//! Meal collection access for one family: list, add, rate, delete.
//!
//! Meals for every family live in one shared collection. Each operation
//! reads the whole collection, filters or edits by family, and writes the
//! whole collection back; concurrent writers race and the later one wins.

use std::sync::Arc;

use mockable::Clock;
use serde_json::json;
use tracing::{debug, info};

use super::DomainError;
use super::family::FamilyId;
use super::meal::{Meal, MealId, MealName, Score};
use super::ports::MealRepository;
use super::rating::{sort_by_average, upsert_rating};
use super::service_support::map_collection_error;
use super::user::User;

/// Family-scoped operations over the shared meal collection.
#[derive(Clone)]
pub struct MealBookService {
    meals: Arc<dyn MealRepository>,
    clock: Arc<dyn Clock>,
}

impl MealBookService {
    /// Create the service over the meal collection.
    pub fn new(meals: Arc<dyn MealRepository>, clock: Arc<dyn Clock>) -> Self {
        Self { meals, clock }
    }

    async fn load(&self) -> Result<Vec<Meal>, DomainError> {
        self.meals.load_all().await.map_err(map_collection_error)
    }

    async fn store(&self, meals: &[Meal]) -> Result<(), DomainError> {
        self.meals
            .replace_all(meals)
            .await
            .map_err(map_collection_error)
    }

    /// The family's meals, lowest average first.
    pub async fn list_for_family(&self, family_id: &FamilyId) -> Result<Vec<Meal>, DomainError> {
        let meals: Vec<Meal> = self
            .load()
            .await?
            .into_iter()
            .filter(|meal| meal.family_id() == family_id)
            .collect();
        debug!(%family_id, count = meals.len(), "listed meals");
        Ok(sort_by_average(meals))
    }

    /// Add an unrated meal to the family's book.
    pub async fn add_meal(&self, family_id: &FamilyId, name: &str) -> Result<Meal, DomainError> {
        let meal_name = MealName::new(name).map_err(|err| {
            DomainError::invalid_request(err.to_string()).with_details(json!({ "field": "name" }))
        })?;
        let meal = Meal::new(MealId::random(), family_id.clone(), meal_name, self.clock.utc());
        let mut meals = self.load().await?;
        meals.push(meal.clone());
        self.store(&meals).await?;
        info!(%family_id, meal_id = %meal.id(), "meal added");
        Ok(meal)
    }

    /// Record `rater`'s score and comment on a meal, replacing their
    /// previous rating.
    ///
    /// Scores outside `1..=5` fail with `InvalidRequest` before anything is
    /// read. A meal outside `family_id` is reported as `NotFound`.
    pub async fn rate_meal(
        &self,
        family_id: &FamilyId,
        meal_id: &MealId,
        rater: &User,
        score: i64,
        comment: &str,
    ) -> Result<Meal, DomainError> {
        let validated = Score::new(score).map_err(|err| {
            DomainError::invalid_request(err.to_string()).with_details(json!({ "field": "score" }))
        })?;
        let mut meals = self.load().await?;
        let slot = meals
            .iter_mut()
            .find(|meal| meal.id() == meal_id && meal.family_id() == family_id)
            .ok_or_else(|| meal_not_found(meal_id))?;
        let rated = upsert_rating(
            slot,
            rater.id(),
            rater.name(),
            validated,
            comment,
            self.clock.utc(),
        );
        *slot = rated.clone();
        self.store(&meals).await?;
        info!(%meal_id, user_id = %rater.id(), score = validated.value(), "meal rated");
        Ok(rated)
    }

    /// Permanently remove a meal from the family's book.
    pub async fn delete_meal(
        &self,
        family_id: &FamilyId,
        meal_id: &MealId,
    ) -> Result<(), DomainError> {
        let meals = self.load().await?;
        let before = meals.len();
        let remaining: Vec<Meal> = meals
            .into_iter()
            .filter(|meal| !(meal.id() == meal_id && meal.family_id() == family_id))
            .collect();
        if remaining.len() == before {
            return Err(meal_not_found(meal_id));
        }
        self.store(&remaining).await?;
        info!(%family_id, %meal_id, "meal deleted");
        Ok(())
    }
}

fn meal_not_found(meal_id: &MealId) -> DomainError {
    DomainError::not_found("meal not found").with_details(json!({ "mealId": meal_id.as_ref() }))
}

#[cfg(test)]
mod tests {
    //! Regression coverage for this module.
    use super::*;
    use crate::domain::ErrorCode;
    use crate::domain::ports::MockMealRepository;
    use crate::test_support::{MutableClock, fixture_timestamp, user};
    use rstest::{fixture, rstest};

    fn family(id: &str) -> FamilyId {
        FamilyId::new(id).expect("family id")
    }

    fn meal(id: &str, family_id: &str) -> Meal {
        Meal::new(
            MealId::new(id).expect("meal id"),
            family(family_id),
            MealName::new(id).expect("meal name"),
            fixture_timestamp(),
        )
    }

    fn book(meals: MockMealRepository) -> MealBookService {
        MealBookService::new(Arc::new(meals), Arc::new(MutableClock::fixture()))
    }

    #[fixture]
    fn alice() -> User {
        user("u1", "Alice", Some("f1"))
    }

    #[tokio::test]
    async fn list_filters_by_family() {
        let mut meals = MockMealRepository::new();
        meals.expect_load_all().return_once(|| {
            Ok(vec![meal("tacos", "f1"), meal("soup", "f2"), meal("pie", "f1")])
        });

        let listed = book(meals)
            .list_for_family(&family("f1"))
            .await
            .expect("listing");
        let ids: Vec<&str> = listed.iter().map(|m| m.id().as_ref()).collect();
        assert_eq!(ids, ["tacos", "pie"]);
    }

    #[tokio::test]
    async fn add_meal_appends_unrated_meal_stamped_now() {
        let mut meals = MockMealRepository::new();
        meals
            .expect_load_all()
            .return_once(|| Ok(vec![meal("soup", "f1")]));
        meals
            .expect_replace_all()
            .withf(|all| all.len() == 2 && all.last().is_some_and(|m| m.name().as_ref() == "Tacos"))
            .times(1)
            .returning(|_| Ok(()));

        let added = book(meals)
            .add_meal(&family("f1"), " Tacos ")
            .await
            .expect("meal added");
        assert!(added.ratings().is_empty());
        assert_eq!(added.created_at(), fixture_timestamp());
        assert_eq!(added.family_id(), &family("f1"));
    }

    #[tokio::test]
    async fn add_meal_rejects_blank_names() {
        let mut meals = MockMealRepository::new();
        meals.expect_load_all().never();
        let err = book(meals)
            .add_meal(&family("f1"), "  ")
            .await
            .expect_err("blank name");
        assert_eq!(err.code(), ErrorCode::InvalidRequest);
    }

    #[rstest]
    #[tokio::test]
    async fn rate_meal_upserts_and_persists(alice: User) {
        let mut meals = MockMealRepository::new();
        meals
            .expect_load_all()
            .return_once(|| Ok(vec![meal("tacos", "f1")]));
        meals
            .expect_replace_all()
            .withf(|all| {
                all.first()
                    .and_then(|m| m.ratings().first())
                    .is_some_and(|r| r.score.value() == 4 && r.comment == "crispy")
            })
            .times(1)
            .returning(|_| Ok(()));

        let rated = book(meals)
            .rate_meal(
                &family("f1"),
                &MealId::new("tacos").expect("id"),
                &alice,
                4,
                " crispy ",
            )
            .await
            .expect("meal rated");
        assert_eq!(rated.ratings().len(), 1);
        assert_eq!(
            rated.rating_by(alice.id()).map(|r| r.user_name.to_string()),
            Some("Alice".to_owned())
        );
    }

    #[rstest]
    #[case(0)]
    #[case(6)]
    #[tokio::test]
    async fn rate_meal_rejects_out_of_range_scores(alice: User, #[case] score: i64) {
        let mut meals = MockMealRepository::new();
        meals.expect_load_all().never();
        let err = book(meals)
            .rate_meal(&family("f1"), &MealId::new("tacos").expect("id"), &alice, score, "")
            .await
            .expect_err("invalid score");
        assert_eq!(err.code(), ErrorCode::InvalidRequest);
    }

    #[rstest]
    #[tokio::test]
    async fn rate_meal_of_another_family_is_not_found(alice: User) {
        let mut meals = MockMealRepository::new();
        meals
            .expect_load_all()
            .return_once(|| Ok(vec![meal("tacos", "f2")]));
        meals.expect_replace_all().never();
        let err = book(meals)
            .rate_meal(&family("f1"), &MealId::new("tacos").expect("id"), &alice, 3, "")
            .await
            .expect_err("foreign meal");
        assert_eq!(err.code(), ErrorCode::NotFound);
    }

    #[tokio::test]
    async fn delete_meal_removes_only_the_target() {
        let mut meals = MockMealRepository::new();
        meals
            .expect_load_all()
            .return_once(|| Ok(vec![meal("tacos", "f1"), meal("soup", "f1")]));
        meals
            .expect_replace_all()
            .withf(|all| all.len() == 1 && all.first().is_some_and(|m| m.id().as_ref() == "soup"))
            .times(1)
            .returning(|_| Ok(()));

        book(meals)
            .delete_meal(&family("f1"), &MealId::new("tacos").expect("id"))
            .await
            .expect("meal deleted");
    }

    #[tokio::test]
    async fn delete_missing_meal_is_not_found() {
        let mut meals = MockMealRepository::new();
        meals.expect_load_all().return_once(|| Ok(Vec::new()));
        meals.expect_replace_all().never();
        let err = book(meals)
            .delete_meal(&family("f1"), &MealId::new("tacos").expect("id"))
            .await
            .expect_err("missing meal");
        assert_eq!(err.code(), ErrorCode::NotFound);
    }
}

------

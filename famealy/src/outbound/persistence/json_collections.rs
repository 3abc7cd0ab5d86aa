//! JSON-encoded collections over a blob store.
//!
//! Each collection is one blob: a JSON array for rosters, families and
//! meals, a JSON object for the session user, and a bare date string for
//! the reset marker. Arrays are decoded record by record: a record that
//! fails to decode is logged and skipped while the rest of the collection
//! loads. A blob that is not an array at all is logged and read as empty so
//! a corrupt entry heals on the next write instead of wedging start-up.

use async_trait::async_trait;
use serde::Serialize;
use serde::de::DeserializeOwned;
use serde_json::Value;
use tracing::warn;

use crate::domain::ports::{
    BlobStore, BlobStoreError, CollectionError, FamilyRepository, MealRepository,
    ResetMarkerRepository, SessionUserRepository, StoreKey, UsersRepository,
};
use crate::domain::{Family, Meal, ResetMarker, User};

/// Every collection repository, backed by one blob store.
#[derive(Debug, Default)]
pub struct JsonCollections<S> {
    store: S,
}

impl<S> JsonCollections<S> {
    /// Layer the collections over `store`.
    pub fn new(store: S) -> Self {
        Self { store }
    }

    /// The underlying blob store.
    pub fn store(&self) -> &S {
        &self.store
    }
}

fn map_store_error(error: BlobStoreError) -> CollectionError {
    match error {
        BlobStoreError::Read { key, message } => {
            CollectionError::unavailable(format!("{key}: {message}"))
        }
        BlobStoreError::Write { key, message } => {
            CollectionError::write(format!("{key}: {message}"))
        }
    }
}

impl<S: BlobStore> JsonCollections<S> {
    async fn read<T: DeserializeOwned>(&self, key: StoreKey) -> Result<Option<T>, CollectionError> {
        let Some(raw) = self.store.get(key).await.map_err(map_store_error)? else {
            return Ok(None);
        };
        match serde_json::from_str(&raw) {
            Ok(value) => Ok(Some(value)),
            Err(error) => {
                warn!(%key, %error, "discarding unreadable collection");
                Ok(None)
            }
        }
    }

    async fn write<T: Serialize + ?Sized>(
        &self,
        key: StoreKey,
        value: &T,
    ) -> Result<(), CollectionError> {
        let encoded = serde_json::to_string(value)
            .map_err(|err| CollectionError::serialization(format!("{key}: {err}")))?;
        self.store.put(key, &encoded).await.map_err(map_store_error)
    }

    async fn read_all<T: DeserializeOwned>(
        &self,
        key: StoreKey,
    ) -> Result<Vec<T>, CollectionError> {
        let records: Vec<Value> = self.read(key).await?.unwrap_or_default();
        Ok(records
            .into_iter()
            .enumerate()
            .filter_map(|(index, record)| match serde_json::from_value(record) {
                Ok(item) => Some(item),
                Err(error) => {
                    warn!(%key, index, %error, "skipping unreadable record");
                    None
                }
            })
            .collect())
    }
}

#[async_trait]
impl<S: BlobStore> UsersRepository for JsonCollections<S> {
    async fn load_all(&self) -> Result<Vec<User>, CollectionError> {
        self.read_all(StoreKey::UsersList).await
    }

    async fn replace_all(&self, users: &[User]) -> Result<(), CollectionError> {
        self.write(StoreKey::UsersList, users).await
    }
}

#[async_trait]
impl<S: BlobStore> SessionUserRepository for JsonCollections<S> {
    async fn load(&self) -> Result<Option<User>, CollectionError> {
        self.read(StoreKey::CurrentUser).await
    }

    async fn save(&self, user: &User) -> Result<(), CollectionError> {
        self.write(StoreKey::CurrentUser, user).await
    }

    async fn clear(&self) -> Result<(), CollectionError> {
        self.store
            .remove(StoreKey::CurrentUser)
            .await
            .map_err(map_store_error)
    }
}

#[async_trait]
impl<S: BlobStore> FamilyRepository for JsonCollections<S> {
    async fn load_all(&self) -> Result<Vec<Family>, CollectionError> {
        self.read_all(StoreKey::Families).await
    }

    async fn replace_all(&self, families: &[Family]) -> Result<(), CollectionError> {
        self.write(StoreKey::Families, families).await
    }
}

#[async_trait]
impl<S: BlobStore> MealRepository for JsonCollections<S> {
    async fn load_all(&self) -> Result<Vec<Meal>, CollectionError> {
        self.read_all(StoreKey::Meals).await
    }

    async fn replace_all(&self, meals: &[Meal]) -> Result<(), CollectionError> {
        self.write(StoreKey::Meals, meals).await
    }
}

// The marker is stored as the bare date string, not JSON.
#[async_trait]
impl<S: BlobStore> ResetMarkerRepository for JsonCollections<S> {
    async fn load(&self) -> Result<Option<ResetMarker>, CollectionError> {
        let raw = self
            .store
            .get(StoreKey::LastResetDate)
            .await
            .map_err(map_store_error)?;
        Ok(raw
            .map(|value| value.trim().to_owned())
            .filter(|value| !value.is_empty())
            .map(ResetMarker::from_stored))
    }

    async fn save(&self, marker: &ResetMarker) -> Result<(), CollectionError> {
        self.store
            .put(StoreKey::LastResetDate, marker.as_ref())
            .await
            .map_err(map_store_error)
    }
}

------

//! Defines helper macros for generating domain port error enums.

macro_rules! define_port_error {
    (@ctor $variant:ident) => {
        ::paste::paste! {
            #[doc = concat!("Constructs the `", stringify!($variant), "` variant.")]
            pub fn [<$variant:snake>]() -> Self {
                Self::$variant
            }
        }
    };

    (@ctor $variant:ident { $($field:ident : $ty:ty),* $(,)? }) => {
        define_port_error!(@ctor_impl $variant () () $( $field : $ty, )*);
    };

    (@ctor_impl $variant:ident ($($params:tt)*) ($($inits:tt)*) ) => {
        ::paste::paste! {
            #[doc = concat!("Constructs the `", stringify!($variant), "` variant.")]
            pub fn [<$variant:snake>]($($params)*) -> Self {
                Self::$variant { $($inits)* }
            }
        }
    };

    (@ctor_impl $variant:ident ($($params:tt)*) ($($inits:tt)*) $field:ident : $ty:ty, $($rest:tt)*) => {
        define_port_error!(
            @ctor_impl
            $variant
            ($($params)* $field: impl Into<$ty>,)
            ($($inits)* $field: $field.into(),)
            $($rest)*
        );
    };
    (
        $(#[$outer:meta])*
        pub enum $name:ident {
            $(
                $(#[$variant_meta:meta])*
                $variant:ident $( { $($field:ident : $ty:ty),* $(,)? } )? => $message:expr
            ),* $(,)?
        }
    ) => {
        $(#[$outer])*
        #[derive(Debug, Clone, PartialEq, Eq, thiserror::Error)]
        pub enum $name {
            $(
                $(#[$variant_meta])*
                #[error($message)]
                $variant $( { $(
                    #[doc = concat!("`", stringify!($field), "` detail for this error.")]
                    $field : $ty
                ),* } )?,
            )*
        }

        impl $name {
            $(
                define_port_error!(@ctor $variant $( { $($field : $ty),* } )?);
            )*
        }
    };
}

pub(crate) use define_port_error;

------

TASK DIRECTIONS
Given the data above, transcribe exactly the lines from the one containing "add, rate, delete." down to the one containing "use super::DomainError;", and no others.

ANSWER AREA
//! Meal collection access for one family: list, add, rate, delete.
//!
//! Meals for every family live in one shared collection. Each operation
//! reads the whole collection, filters or edits by family, and writes the
//! whole collection back; concurrent writers race and the later one wins.

use std::sync::Arc;

use mockable::Clock;
use serde_json::json;
use tracing::{debug, info};

use super::DomainError;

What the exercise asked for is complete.